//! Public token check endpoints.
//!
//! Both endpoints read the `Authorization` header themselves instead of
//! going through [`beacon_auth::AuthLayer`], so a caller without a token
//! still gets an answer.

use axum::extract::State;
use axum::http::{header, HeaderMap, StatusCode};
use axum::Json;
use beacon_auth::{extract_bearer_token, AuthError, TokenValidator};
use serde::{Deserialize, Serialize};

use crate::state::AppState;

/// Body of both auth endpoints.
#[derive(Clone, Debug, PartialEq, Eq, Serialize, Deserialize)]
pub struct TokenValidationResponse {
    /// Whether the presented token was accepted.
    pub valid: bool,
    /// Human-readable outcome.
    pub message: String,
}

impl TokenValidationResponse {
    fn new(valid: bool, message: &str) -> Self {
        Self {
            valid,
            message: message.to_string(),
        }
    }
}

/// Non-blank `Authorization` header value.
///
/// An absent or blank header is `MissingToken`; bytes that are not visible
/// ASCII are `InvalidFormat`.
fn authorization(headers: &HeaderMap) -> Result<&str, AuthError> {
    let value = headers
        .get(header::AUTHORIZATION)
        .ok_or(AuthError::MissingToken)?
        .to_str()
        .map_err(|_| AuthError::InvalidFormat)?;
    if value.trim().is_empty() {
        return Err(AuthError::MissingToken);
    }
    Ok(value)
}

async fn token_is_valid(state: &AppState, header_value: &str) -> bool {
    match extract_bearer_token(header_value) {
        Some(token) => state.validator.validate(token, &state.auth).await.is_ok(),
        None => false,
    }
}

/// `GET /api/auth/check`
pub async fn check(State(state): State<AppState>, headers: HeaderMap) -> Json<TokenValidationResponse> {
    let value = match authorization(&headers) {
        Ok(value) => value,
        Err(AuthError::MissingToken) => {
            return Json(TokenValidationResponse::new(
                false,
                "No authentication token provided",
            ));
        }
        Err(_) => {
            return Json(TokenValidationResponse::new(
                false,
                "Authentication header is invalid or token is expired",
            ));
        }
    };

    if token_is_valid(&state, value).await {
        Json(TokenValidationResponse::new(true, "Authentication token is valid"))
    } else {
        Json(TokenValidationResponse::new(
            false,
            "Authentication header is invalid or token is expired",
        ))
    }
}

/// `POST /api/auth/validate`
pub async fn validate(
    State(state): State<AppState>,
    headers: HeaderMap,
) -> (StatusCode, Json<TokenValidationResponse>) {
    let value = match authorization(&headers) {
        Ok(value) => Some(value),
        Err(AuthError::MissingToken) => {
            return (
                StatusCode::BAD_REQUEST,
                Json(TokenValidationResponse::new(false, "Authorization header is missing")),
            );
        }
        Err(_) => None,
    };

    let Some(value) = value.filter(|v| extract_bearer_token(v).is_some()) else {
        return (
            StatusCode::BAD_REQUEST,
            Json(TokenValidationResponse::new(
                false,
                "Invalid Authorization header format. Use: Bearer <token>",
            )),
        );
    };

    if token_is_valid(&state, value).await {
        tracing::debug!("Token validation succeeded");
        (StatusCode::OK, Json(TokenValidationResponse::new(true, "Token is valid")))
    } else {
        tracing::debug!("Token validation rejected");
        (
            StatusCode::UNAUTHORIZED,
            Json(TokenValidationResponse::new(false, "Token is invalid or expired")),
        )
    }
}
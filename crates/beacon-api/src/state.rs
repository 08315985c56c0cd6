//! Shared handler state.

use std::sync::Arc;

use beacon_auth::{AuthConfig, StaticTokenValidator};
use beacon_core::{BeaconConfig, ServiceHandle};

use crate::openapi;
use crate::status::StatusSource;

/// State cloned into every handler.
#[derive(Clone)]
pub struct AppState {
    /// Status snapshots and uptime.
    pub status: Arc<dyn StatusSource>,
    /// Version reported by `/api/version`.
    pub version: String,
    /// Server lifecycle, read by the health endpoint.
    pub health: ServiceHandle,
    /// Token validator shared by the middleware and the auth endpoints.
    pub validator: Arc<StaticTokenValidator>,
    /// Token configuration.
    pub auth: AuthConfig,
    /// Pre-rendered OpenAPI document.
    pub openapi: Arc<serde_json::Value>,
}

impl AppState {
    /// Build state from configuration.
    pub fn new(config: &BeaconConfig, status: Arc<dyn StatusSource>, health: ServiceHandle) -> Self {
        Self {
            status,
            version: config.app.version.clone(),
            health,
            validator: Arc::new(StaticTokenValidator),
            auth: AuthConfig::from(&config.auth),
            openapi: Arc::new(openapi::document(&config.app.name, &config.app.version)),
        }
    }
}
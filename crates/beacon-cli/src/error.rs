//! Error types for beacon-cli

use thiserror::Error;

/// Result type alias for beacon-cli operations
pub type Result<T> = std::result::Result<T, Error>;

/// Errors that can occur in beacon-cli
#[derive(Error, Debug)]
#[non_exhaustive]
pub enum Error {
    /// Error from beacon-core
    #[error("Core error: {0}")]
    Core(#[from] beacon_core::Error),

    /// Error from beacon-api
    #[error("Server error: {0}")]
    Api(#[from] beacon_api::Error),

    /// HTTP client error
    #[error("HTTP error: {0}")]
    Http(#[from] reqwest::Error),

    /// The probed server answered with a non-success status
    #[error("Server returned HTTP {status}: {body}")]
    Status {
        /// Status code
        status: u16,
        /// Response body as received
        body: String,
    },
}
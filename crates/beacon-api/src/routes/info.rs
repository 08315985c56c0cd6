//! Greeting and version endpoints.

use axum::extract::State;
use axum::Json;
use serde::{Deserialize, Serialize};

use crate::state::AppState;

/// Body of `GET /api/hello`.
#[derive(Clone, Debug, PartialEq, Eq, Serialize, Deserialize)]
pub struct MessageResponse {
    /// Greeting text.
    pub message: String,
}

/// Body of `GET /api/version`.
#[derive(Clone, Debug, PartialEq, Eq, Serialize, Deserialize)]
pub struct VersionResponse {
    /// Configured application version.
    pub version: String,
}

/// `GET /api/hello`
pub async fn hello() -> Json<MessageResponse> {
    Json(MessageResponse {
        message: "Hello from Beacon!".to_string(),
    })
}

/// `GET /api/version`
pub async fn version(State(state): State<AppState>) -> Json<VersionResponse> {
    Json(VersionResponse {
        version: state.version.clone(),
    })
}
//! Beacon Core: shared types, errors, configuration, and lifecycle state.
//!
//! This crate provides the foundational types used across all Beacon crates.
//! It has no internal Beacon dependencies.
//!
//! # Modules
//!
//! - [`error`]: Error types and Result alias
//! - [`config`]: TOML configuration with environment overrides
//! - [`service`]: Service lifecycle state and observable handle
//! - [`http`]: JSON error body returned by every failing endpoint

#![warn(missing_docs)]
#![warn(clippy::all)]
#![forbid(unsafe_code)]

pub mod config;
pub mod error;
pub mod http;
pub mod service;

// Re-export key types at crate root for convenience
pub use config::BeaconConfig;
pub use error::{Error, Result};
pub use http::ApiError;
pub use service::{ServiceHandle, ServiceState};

········

» **What needs to be done**
Could you copy every line from the records that mentions the word "AuthError"?

» **Task answer**
use beacon_auth::{extract_bearer_token, AuthError, TokenValidator};
fn authorization(headers: &HeaderMap) -> Result<&str, AuthError> {
        .ok_or(AuthError::MissingToken)?
        .map_err(|_| AuthError::InvalidFormat)?;
        return Err(AuthError::MissingToken);
        Err(AuthError::MissingToken) => {
        Err(AuthError::MissingToken) => {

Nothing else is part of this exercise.